Huck/Konopacki Labor Cartoons |
4 LA Kids recently posted an article profiling the 4 biggest beneficiaries of NCLB largesse. Not surprisingly, they are big test/textbook publishers. Harcourt Educational Measurement, CTB McGraw-Hill, and Riverside Publishing (a Houghton Mifflin company) write 96% of the state exams used under NCLB, while NCS Pearson is the main scorer of the tests.
Even before NCLB, there was already a large scale move toward greater testing and accountability. In 1955, test sales were only $7 million, adjusted to 1998 dollars. By 1997, when NCLB was just being signed into law, test sales had increased nearly 3,000% to $263 million. Today, thanks to the pressure of NCLB, the testing market ranges from $400 to $700 million, according to the 4 LA Kids blog.
Harcourt Education Measurement (HEM) currently controls 40% of the test-design market. Harcourt Education is owned by London-based publisher and arms dealer Reed Elsevier, a company that was tight with George W. Bush. Harcourt also operates Holt, Rinehart and Winston, one of the largest K-12 educational textbook publishers in the nation. HEM published the Stanford Achievement Test (SAT-9), taken by more than 15 million students nationwide each year.

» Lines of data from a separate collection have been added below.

use std::collections::HashMap;
use std::fs;
use std::time::Duration;

use tempfile::TempDir;
use tunes_config::{
    ConfigGuardRailError, ConfigLoadError, ConfigLoader, ConfigMetadata,
    EnvConfig, FileConfig,
};
use tunes_model::MediaKind;

const SAMPLE: &str = r#"
[api]
base_url = "https://mirror.example.com/"
request_timeout = "5s"
user_agent = "tunes-test/1.0"

[images]
fetch_timeout = "2s"
max_entries = 32
max_mib = 8

[search]
media = "podcast"
limit = 50
related_limit = 3
"#;

fn env_from(pairs: &[(&str, &str)]) -> EnvConfig {
    let vars: HashMap<String, String> = pairs
        .iter()
        .map(|(k, v)| (k.to_string(), v.to_string()))
        .collect();
    EnvConfig::from_lookup(|name| vars.get(name).cloned())
}

fn sample_file() -> FileConfig {
    toml::from_str(SAMPLE).expect("sample parses")
}

#[test]
fn loads_explicit_config_file() {
    let dir = TempDir::new().unwrap();
    let path = dir.path().join("tunes.toml");
    fs::write(&path, SAMPLE).unwrap();

    let load = ConfigLoader::new()
        .with_config_path(&path)
        .with_env_file(dir.path().join("missing.env"))
        .load()
        .expect("config loads");
    let config = load.config;

    assert_eq!(config.api.base_url.as_str(), "https://mirror.example.com/");
    assert_eq!(config.api.request_timeout, Duration::from_secs(5));
    assert_eq!(config.images.max_entries, 32);
    assert_eq!(config.search.media, MediaKind::Podcast);
    assert_eq!(config.metadata.config_path.as_deref(), Some(path.as_path()));
    assert!(!config.metadata.env_file_loaded);

    let catalog = config.catalog();
    assert_eq!(catalog.base_url, "https://mirror.example.com");
    assert_eq!(catalog.related_works_limit, 3);
    assert_eq!(config.image_cache().max_bytes.as_bytes(), 8 * 1024 * 1024);
}

#[test]
fn env_file_is_reported_when_present() {
    let dir = TempDir::new().unwrap();
    let config_path = dir.path().join("tunes.toml");
    let env_path = dir.path().join(".env");
    fs::write(&config_path, "").unwrap();
    fs::write(&env_path, "TUNES_LOADER_TEST_MARKER=1\n").unwrap();

    let load = ConfigLoader::new()
        .with_config_path(&config_path)
        .with_env_file(&env_path)
        .load()
        .expect("config loads");

    assert!(load.config.metadata.env_file_loaded);
}

#[test]
fn missing_explicit_file_is_an_error() {
    let dir = TempDir::new().unwrap();
    let err = ConfigLoader::new()
        .with_config_path(dir.path().join("nope.toml"))
        .with_env_file(dir.path().join("missing.env"))
        .load()
        .expect_err("must fail");
    assert!(matches!(err, ConfigLoadError::MissingConfig { .. }));
}

#[test]
fn malformed_file_reports_its_path() {
    let dir = TempDir::new().unwrap();
    let path = dir.path().join("tunes.toml");
    fs::write(&path, "[search\nlimit = ").unwrap();

    let err = ConfigLoader::new()
        .with_config_path(&path)
        .with_env_file(dir.path().join("missing.env"))
        .load()
        .expect_err("must fail");
    match err {
        ConfigLoadError::Parse { path: reported, .. } => assert_eq!(reported, path),
        other => panic!("unexpected error: {other:?}"),
    }
}

#[test]
fn environment_overrides_file_values() {
    let env = env_from(&[
        ("TUNES_REQUEST_TIMEOUT", "30s"),
        ("TUNES_SEARCH_MEDIA", "musicVideo"),
        ("TUNES_SEARCH_LIMIT", "100"),
        ("TUNES_IMAGE_CACHE_ENTRIES", "64"),
    ]);

    let load = ConfigLoader::compose(Some(sample_file()), env, ConfigMetadata::default())
        .expect("composes");
    let config = load.config;

    assert_eq!(config.api.request_timeout, Duration::from_secs(30));
    assert_eq!(config.api.user_agent, "tunes-test/1.0");
    assert_eq!(config.search.media, MediaKind::MusicVideo);
    assert_eq!(config.search.limit, 100);
    assert_eq!(config.images.max_entries, 64);
    assert_eq!(config.images.max_mib, 8);
    assert!(load.warnings.is_empty());
}

#[test]
fn defaults_apply_without_any_source() {
    let load = ConfigLoader::compose(None, EnvConfig::default(), ConfigMetadata::default())
        .expect("composes");
    assert_eq!(load.config.api.base_url.as_str(), "https://itunes.apple.com/");
    assert_eq!(load.config.api.request_timeout, Duration::from_secs(14));
    assert_eq!(load.config.images.max_entries, 256);
    assert_eq!(load.config.search.limit, 20);
    assert!(load.config.api.user_agent.starts_with("tunes/"));
}

#[test]
fn unparsable_environment_values_name_the_variable() {
    let env = env_from(&[("TUNES_REQUEST_TIMEOUT", "whenever")]);
    let err = ConfigLoader::compose(None, env, ConfigMetadata::default())
        .expect_err("must fail");
    assert!(matches!(
        err,
        ConfigLoadError::InvalidValue {
            key: "TUNES_REQUEST_TIMEOUT",
            ..
        }
    ));

    let env = env_from(&[("TUNES_SEARCH_MEDIA", "vinyl")]);
    let err = ConfigLoader::compose(None, env, ConfigMetadata::default())
        .expect_err("must fail");
    assert!(matches!(
        err,
        ConfigLoadError::InvalidValue {
            key: "TUNES_SEARCH_MEDIA",
            ..
        }
    ));
}

#[test]
fn base_url_must_parse_and_be_http() {
    let env = env_from(&[("TUNES_API_BASE_URL", "itunes.apple.com")]);
    assert!(matches!(
        ConfigLoader::compose(None, env, ConfigMetadata::default()),
        Err(ConfigLoadError::InvalidBaseUrl { .. })
    ));

    let env = env_from(&[("TUNES_API_BASE_URL", "ftp://itunes.apple.com")]);
    assert!(matches!(
        ConfigLoader::compose(None, env, ConfigMetadata::default()),
        Err(ConfigLoadError::GuardRail(
            ConfigGuardRailError::UnsupportedScheme { .. }
        ))
    ));
}

#[test]
fn out_of_range_limit_is_rejected() {
    let env = env_from(&[("TUNES_SEARCH_LIMIT", "0")]);
    assert!(matches!(
        ConfigLoader::compose(None, env, ConfigMetadata::default()),
        Err(ConfigLoadError::GuardRail(
            ConfigGuardRailError::LimitOutOfRange { value: 0, .. }
        ))
    ));
}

CTB McGraw-Hill, also tight with the Bush family, controls 40% of the test-design market. McGraw-Hill, the parent company, is based in New York and also owns Standard & Poor's, Business Week magazine, and four TV stations. CTB McGraw-Hill produces tests for 19 states and earn $4.2 billion in sales in 2000. Barnett Alexander “Sandy” Kress, a lobbyist for McGraw-Hill, was also a key architect of NCLB. Harold McGraw, Jr., of McGraw-Hill, sat on the board of the Barbara Bush Foundation for Family Literacy, while his son, Harold McGraw III, was a member of the George W. Bush transition team. Kress also represented Ignite! Learning, a company headed by Neil Bush, and K12 Inc., owned by Bill Bennett, Reagan’s Education Secretary.

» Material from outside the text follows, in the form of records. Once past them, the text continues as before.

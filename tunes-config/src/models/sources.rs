use serde::{Deserialize, Serialize};
use std::path::PathBuf;
use tunes_model::MediaKind;

use crate::constants::env;
use crate::util::non_blank;

/// Raw configuration as defined in a TOML file.
#[derive(Debug, Default, Clone, Deserialize, Serialize)]
#[serde(rename_all = "snake_case", deny_unknown_fields)]
pub struct FileConfig {
    #[serde(default)]
    pub api: FileApiConfig,
    #[serde(default)]
    pub images: FileImageConfig,
    #[serde(default)]
    pub search: FileSearchConfig,
}

#[derive(Debug, Default, Clone, Deserialize, Serialize)]
#[serde(deny_unknown_fields)]
pub struct FileApiConfig {
    #[serde(skip_serializing_if = "Option::is_none")]
    pub base_url: Option<String>,
    /// Humantime string, e.g. `"14s"`.
    #[serde(skip_serializing_if = "Option::is_none")]
    pub request_timeout: Option<String>,
    #[serde(skip_serializing_if = "Option::is_none")]
    pub user_agent: Option<String>,
}

#[derive(Debug, Default, Clone, Deserialize, Serialize)]
#[serde(deny_unknown_fields)]
pub struct FileImageConfig {
    #[serde(skip_serializing_if = "Option::is_none")]
    pub fetch_timeout: Option<String>,
    #[serde(skip_serializing_if = "Option::is_none")]
    pub max_entries: Option<usize>,
    #[serde(skip_serializing_if = "Option::is_none")]
    pub max_mib: Option<u64>,
}

#[derive(Debug, Default, Clone, Deserialize, Serialize)]
#[serde(deny_unknown_fields)]
pub struct FileSearchConfig {
    #[serde(skip_serializing_if = "Option::is_none")]
    pub media: Option<MediaKind>,
    #[serde(skip_serializing_if = "Option::is_none")]
    pub limit: Option<u32>,
    #[serde(skip_serializing_if = "Option::is_none")]
    pub related_limit: Option<u32>,
}

/// Environment-derived configuration values, still unparsed.
#[derive(Debug, Default, Clone)]
pub struct EnvConfig {
    pub config_path: Option<PathBuf>,
    pub api_base_url: Option<String>,
    pub request_timeout: Option<String>,
    pub user_agent: Option<String>,
    pub image_timeout: Option<String>,
    pub image_cache_entries: Option<String>,
    pub image_cache_mib: Option<String>,
    pub search_media: Option<String>,
    pub search_limit: Option<String>,
    pub related_limit: Option<String>,
}

impl EnvConfig {
    pub fn gather() -> Self {
        Self::from_lookup(|name| std::env::var(name).ok())
    }

    /// Builds the environment layer from any name lookup; blank values
    /// count as unset.
    pub fn from_lookup<F>(lookup: F) -> Self
    where
        F: Fn(&str) -> Option<String>,
    {
        let var = |name: &str| non_blank(lookup(name));
        Self {
            config_path: var(env::CONFIG_PATH).map(PathBuf::from),
            api_base_url: var(env::API_BASE_URL),
            request_timeout: var(env::REQUEST_TIMEOUT),
            user_agent: var(env::USER_AGENT),
            image_timeout: var(env::IMAGE_TIMEOUT),
            image_cache_entries: var(env::IMAGE_CACHE_ENTRIES),
            image_cache_mib: var(env::IMAGE_CACHE_MIB),
            search_media: var(env::SEARCH_MEDIA),
            search_limit: var(env::SEARCH_LIMIT),
            related_limit: var(env::RELATED_LIMIT),
        }
    }
}

#[cfg(test)]
mod tests {
    use super::*;
    use std::collections::HashMap;

    #[test]
    fn file_config_reads_nested_sections() {
        let parsed: FileConfig = toml::from_str(
            r#"
            [api]
            base_url = "http://localhost:8080"
            request_timeout = "5s"

            [search]
            media = "musicVideo"
            limit = 50
            "#,
        )
        .expect("valid toml");

        assert_eq!(parsed.api.base_url.as_deref(), Some("http://localhost:8080"));
        assert_eq!(parsed.api.request_timeout.as_deref(), Some("5s"));
        assert_eq!(parsed.search.media, Some(MediaKind::MusicVideo));
        assert_eq!(parsed.search.limit, Some(50));
        assert!(parsed.images.max_entries.is_none());
    }

    #[test]
    fn unknown_keys_are_rejected() {
        let parsed = toml::from_str::<FileConfig>("[api]\nbase = \"x\"\n");
        assert!(parsed.is_err());
    }

    #[test]
    fn env_lookup_skips_blank_values() {
        let vars: HashMap<&str, &str> = HashMap::from([
            ("TUNES_SEARCH_LIMIT", "50"),
            ("TUNES_USER_AGENT", "  "),
        ]);
        let env = EnvConfig::from_lookup(|name| {
            vars.get(name).map(|value| value.to_string())
        });

        assert_eq!(env.search_limit.as_deref(), Some("50"));
        assert!(env.user_agent.is_none());
        assert!(env.api_base_url.is_none());
    }
}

Riverside Publishing, owned by Houghton Mifflin (now under the control of the French company Vivendi Universal), controls 20% of the test-design market. They produce the Iowa Test of Basic Skills (ITBS), which is taken by 4-5 million students each year. Vivendi also owns Universal Pictures and Motown Records.
NCS Pearson is the leading scorer of standardized tests, scoring almost 40 million per year in the U.S. Pearson reported $629.5 million in sales in 2000, with test scoring accounting for nearly one-third of that.